### Assignment:
Output an exact reproduction of the data.
══════════════════════════════
impl Source {
    /// Capitalized name used in report breakdowns.
    pub fn label(&self) -> &'static str {
        match self {
            Source::Organic => "Organic",
            Source::Social => "Social",
            Source::Email => "Email",
            Source::Referral => "Referral",
            Source::Affiliate => "Affiliate",
        }
    }
}

impl Default for Source {
    fn default() -> Self {
        Source::Organic
    }
}

wire_enum!(
    /// Engagement band; high >= 80, medium in [50, 80), low < 50.
    EngagementBand {
        High => "high",
        Medium => "medium",
        Low => "low",
    }
);

impl EngagementBand {
    pub fn classify(score: u8) -> Self {
        match score {
            80..=u8::MAX => EngagementBand::High,
            50..=79 => EngagementBand::Medium,
            _ => EngagementBand::Low,
        }
    }

    pub fn contains(&self, score: u8) -> bool {
        EngagementBand::classify(score) == *self
    }
}

wire_enum!(
    PlanType {
        Individual => "individual",
        Practice => "practice",
    }
);

impl Default for PlanType {
    fn default() -> Self {
        PlanType::Individual
    }
}

wire_enum!(
    /// Lifecycle: `pending -> active -> {cancelled, expired}`.
    SubscriptionStatus {
        Active => "active",
        Cancelled => "cancelled",
        Expired => "expired",
        Pending => "pending",
    }
);

impl SubscriptionStatus {
    pub fn is_terminal(&self) -> bool {
        matches!(self, SubscriptionStatus::Cancelled | SubscriptionStatus::Expired)
    }

    /// Re-writing the current status is always allowed.
    pub fn can_transition_to(&self, next: SubscriptionStatus) -> bool {
        use SubscriptionStatus::*;
        *self == next
            || matches!(
                (self, next),
                (Pending, Active) | (Active, Cancelled) | (Active, Expired)
            )
    }
}

impl Default for SubscriptionStatus {
    fn default() -> Self {
        SubscriptionStatus::Pending
    }
}

wire_enum!(
    PurchaseStatus {
        Completed => "completed",
        Pending => "pending",
        Refunded => "refunded",
    }
);

impl Default for PurchaseStatus {
    fn default() -> Self {
        PurchaseStatus::Completed
    }
}

wire_enum!(
    ProductType {
        Course => "course",
        Webinar => "webinar",
        Subscription => "subscription",
    }
);

impl Default for ProductType {
    fn default() -> Self {
        ProductType::Course
    }
}

wire_enum!(
    CampaignType {
        Broadcast => "broadcast",
        Automation => "automation",
        Transactional => "transactional",
    }
);

impl Default for CampaignType {
    fn default() -> Self {
        CampaignType::Broadcast
    }
}

wire_enum!(
    CampaignStatus {
        Draft => "draft",
        Scheduled => "scheduled",
        Sent => "sent",
        Paused => "paused",
    }
);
══════════════════════════════
### Result of this task:
impl Source {
    /// Capitalized name used in report breakdowns.
    pub fn label(&self) -> &'static str {
        match self {
            Source::Organic => "Organic",
            Source::Social => "Social",
            Source::Email => "Email",
            Source::Referral => "Referral",
            Source::Affiliate => "Affiliate",
        }
    }
}

impl Default for Source {
    fn default() -> Self {
        Source::Organic
    }
}

wire_enum!(
    /// Engagement band; high >= 80, medium in [50, 80), low < 50.
    EngagementBand {
        High => "high",
        Medium => "medium",
        Low => "low",
    }
);

impl EngagementBand {
    pub fn classify(score: u8) -> Self {
        match score {
            80..=u8::MAX => EngagementBand::High,
            50..=79 => EngagementBand::Medium,
            _ => EngagementBand::Low,
        }
    }

    pub fn contains(&self, score: u8) -> bool {
        EngagementBand::classify(score) == *self
    }
}

wire_enum!(
    PlanType {
        Individual => "individual",
        Practice => "practice",
    }
);

impl Default for PlanType {
    fn default() -> Self {
        PlanType::Individual
    }
}

wire_enum!(
    /// Lifecycle: `pending -> active -> {cancelled, expired}`.
    SubscriptionStatus {
        Active => "active",
        Cancelled => "cancelled",
        Expired => "expired",
        Pending => "pending",
    }
);

impl SubscriptionStatus {
    pub fn is_terminal(&self) -> bool {
        matches!(self, SubscriptionStatus::Cancelled | SubscriptionStatus::Expired)
    }

    /// Re-writing the current status is always allowed.
    pub fn can_transition_to(&self, next: SubscriptionStatus) -> bool {
        use SubscriptionStatus::*;
        *self == next
            || matches!(
                (self, next),
                (Pending, Active) | (Active, Cancelled) | (Active, Expired)
            )
    }
}

impl Default for SubscriptionStatus {
    fn default() -> Self {
        SubscriptionStatus::Pending
    }
}

wire_enum!(
    PurchaseStatus {
        Completed => "completed",
        Pending => "pending",
        Refunded => "refunded",
    }
);

impl Default for PurchaseStatus {
    fn default() -> Self {
        PurchaseStatus::Completed
    }
}

wire_enum!(
    ProductType {
        Course => "course",
        Webinar => "webinar",
        Subscription => "subscription",
    }
);

impl Default for ProductType {
    fn default() -> Self {
        ProductType::Course
    }
}

wire_enum!(
    CampaignType {
        Broadcast => "broadcast",
        Automation => "automation",
        Transactional => "transactional",
    }
);

impl Default for CampaignType {
    fn default() -> Self {
        CampaignType::Broadcast
    }
}

wire_enum!(
    CampaignStatus {
        Draft => "draft",
        Scheduled => "scheduled",
        Sent => "sent",
        Paused => "paused",
    }
);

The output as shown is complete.